▸ Description of the task: What lines in the data below mention the string "Clone"? Copy them out.

▸ Items from a dataset:

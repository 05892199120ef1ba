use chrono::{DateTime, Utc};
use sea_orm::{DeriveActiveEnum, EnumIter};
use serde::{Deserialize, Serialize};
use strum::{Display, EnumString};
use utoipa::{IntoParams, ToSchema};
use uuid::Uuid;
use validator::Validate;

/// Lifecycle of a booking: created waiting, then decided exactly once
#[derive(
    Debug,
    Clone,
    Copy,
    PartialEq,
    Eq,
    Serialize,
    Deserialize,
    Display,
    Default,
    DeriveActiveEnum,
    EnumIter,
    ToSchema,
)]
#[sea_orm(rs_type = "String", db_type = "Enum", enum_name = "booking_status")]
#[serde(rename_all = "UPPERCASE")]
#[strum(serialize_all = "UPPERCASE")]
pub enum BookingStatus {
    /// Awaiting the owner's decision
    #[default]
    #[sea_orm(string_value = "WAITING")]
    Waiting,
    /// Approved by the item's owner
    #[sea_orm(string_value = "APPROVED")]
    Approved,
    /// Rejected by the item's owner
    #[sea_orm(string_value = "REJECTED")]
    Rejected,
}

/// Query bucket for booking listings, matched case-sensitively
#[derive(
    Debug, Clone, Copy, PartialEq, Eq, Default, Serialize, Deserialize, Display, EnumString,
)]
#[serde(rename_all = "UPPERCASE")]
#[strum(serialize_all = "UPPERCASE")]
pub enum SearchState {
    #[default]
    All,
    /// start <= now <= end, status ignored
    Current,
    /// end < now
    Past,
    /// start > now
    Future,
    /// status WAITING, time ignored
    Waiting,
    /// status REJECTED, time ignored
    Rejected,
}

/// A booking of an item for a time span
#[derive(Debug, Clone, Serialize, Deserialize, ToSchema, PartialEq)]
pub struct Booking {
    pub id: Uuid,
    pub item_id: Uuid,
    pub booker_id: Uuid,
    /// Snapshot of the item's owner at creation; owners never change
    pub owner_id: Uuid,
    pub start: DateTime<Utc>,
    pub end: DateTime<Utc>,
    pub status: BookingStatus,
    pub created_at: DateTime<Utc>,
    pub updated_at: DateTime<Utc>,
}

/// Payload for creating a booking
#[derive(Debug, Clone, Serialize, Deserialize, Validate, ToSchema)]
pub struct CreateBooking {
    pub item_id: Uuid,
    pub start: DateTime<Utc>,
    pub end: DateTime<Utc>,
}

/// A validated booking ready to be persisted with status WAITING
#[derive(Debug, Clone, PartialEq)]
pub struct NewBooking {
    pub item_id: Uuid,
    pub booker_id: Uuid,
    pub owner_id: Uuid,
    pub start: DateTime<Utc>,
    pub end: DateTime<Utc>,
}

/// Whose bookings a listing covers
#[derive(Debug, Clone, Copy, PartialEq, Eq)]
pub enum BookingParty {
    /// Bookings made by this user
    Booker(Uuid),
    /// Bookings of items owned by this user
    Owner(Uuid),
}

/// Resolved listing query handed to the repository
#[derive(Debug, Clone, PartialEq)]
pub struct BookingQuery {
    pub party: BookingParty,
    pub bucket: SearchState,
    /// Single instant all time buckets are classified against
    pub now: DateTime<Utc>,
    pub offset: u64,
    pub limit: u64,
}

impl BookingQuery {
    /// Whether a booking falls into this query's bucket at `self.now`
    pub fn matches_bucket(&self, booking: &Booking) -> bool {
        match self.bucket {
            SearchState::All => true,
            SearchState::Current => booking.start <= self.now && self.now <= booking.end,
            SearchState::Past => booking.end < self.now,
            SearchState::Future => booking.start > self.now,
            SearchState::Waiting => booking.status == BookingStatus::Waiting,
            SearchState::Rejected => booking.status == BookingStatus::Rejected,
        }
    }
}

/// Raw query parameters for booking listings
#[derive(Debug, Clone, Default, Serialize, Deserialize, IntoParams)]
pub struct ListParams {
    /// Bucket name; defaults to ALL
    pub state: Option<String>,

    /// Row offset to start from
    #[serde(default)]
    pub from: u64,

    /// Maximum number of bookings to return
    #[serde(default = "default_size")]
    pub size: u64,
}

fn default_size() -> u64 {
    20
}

...

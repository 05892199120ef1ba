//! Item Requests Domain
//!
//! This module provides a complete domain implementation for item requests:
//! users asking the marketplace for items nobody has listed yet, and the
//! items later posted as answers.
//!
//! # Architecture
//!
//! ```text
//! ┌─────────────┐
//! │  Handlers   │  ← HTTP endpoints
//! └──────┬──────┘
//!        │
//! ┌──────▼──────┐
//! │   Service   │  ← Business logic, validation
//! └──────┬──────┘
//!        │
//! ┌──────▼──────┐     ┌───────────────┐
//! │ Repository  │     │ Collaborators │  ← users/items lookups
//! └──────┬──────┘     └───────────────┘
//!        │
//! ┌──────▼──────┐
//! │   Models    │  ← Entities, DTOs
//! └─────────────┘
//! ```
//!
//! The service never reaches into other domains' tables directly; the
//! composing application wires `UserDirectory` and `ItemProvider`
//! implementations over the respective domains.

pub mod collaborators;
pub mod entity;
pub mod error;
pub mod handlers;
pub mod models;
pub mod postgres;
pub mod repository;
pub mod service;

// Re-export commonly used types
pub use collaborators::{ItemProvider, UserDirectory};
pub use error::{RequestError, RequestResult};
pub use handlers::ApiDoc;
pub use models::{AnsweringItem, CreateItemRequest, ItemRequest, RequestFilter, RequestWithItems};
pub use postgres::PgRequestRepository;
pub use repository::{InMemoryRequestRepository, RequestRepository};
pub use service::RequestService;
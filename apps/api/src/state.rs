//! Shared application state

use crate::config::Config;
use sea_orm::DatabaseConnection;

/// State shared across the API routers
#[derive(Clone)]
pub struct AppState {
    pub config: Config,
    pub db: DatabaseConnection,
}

▸ Response area:
    Clone,
    Debug, Clone, Copy, PartialEq, Eq, Default, Serialize, Deserialize, Display, EnumString,
#[derive(Debug, Clone, Serialize, Deserialize, ToSchema, PartialEq)]
#[derive(Debug, Clone, Serialize, Deserialize, Validate, ToSchema)]
#[derive(Debug, Clone, PartialEq)]
#[derive(Debug, Clone, Copy, PartialEq, Eq)]
#[derive(Debug, Clone, PartialEq)]
#[derive(Debug, Clone, Default, Serialize, Deserialize, IntoParams)]
#[derive(Clone)]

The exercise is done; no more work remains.